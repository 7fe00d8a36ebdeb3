//! In-memory nodes, reactions, and actions.

use std::collections::BTreeSet;

use serde::{Deserialize, Serialize};

use crate::host::{Action, Molecule, Node, NodeId, Reaction, VisionParameters};

// ---------------------------------------------------------------------------
// Actions
// ---------------------------------------------------------------------------

/// A vision action: the node sees everything inside a cone.
#[derive(Debug, Clone, Copy, PartialEq, Serialize, Deserialize)]
pub struct See {
    /// Full aperture in degrees.
    pub angle_deg: f64,
    /// Visibility distance in world units.
    pub distance: f64,
}

impl See {
    /// Cone of `angle_deg` aperture reaching `distance`.
    pub fn new(angle_deg: f64, distance: f64) -> Self {
        Self {
            angle_deg,
            distance,
        }
    }
}

/// The actions known to the reference model.
#[derive(Debug, Clone, PartialEq, Serialize, Deserialize)]
pub enum SimAction {
    /// Field-of-view perception.
    See(See),
    /// One-shot heading initialization, angle in radians. Removed from its
    /// reaction once executed.
    InitHeading { angle: f64 },
    /// Move towards a random target: uniform direction, Lévy-distributed
    /// distance with the given `location` and `scale`.
    RandomTarget { location: f64, scale: f64 },
    /// Any other behaviour, kept only by name.
    Other(String),
}

impl Action for SimAction {
    fn name(&self) -> &str {
        match self {
            SimAction::See(_) => "see",
            SimAction::InitHeading { .. } => "init_heading",
            SimAction::RandomTarget { .. } => "random_target",
            SimAction::Other(name) => name,
        }
    }

    fn vision_parameters(&self) -> Option<VisionParameters> {
        match self {
            SimAction::See(see) => Some(VisionParameters {
                angle_deg: see.angle_deg,
                distance: see.distance,
            }),
            SimAction::InitHeading { .. }
            | SimAction::RandomTarget { .. }
            | SimAction::Other(_) => None,
        }
    }
}

// ---------------------------------------------------------------------------
// SimReaction
// ---------------------------------------------------------------------------

/// An ordered group of actions.
#[derive(Debug, Clone, Default, PartialEq, Serialize, Deserialize)]
pub struct SimReaction {
    actions: Vec<SimAction>,
}

impl SimReaction {
    /// A reaction with no actions.
    pub fn new() -> Self {
        Self::default()
    }

    /// Append `action` and return the reaction.
    #[must_use]
    pub fn with_action(mut self, action: SimAction) -> Self {
        self.actions.push(action);
        self
    }

    /// Append `action` after the existing ones.
    pub fn push(&mut self, action: SimAction) {
        self.actions.push(action);
    }

    /// Actions in execution order.
    pub fn sim_actions(&self) -> &[SimAction] {
        &self.actions
    }

    /// Keep only the actions for which `keep` returns `true`, in order.
    pub fn retain_actions(&mut self, keep: impl FnMut(&SimAction) -> bool) {
        self.actions.retain(keep);
    }
}

impl Reaction for SimReaction {
    fn actions(&self) -> Box<dyn Iterator<Item = &dyn Action> + '_> {
        Box::new(self.actions.iter().map(|a| a as &dyn Action))
    }
}

// ---------------------------------------------------------------------------
// SimNode
// ---------------------------------------------------------------------------

/// A node with a molecule set, reactions, and a physical diameter.
#[derive(Debug, Clone, PartialEq, Serialize, Deserialize)]
pub struct SimNode {
    id: NodeId,
    molecules: BTreeSet<Molecule>,
    reactions: Vec<SimReaction>,
    diameter: f64,
}

impl SimNode {
    /// A point-sized node with no molecules and no reactions.
    pub fn new(id: NodeId) -> Self {
        Self {
            id,
            molecules: BTreeSet::new(),
            reactions: Vec::new(),
            diameter: 0.0,
        }
    }

    /// Add `molecule` and return the node.
    #[must_use]
    pub fn with_molecule(mut self, molecule: Molecule) -> Self {
        self.molecules.insert(molecule);
        self
    }

    /// Append `reaction` and return the node.
    #[must_use]
    pub fn with_reaction(mut self, reaction: SimReaction) -> Self {
        self.reactions.push(reaction);
        self
    }

    /// Set the physical diameter in world units.
    #[must_use]
    pub fn with_diameter(mut self, diameter: f64) -> Self {
        self.diameter = diameter;
        self
    }

    /// Returns `true` if the molecule was not already present.
    pub fn insert_molecule(&mut self, molecule: Molecule) -> bool {
        self.molecules.insert(molecule)
    }

    /// Returns `true` if the molecule was present.
    pub fn remove_molecule(&mut self, molecule: &Molecule) -> bool {
        self.molecules.remove(molecule)
    }

    /// Molecules in name order.
    pub fn molecules(&self) -> impl Iterator<Item = &Molecule> {
        self.molecules.iter()
    }

    pub fn sim_reactions(&self) -> &[SimReaction] {
        &self.reactions
    }

    /// Mutable reactions, for executing self-removing actions.
    pub fn sim_reactions_mut(&mut self) -> &mut [SimReaction] {
        &mut self.reactions
    }

    /// Physical diameter in world units.
    pub fn diameter(&self) -> f64 {
        self.diameter
    }
}

impl Node for SimNode {
    fn id(&self) -> NodeId {
        self.id
    }

    fn contains(&self, molecule: &Molecule) -> bool {
        self.molecules.contains(molecule)
    }

    fn reactions(&self) -> Box<dyn Iterator<Item = &dyn Reaction> + '_> {
        Box::new(self.reactions.iter().map(|r| r as &dyn Reaction))
    }
}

▶ **Description of the task**
Using the data above, count the lines that include "Deserialize" and write the number alone.

▶ **Output below**
5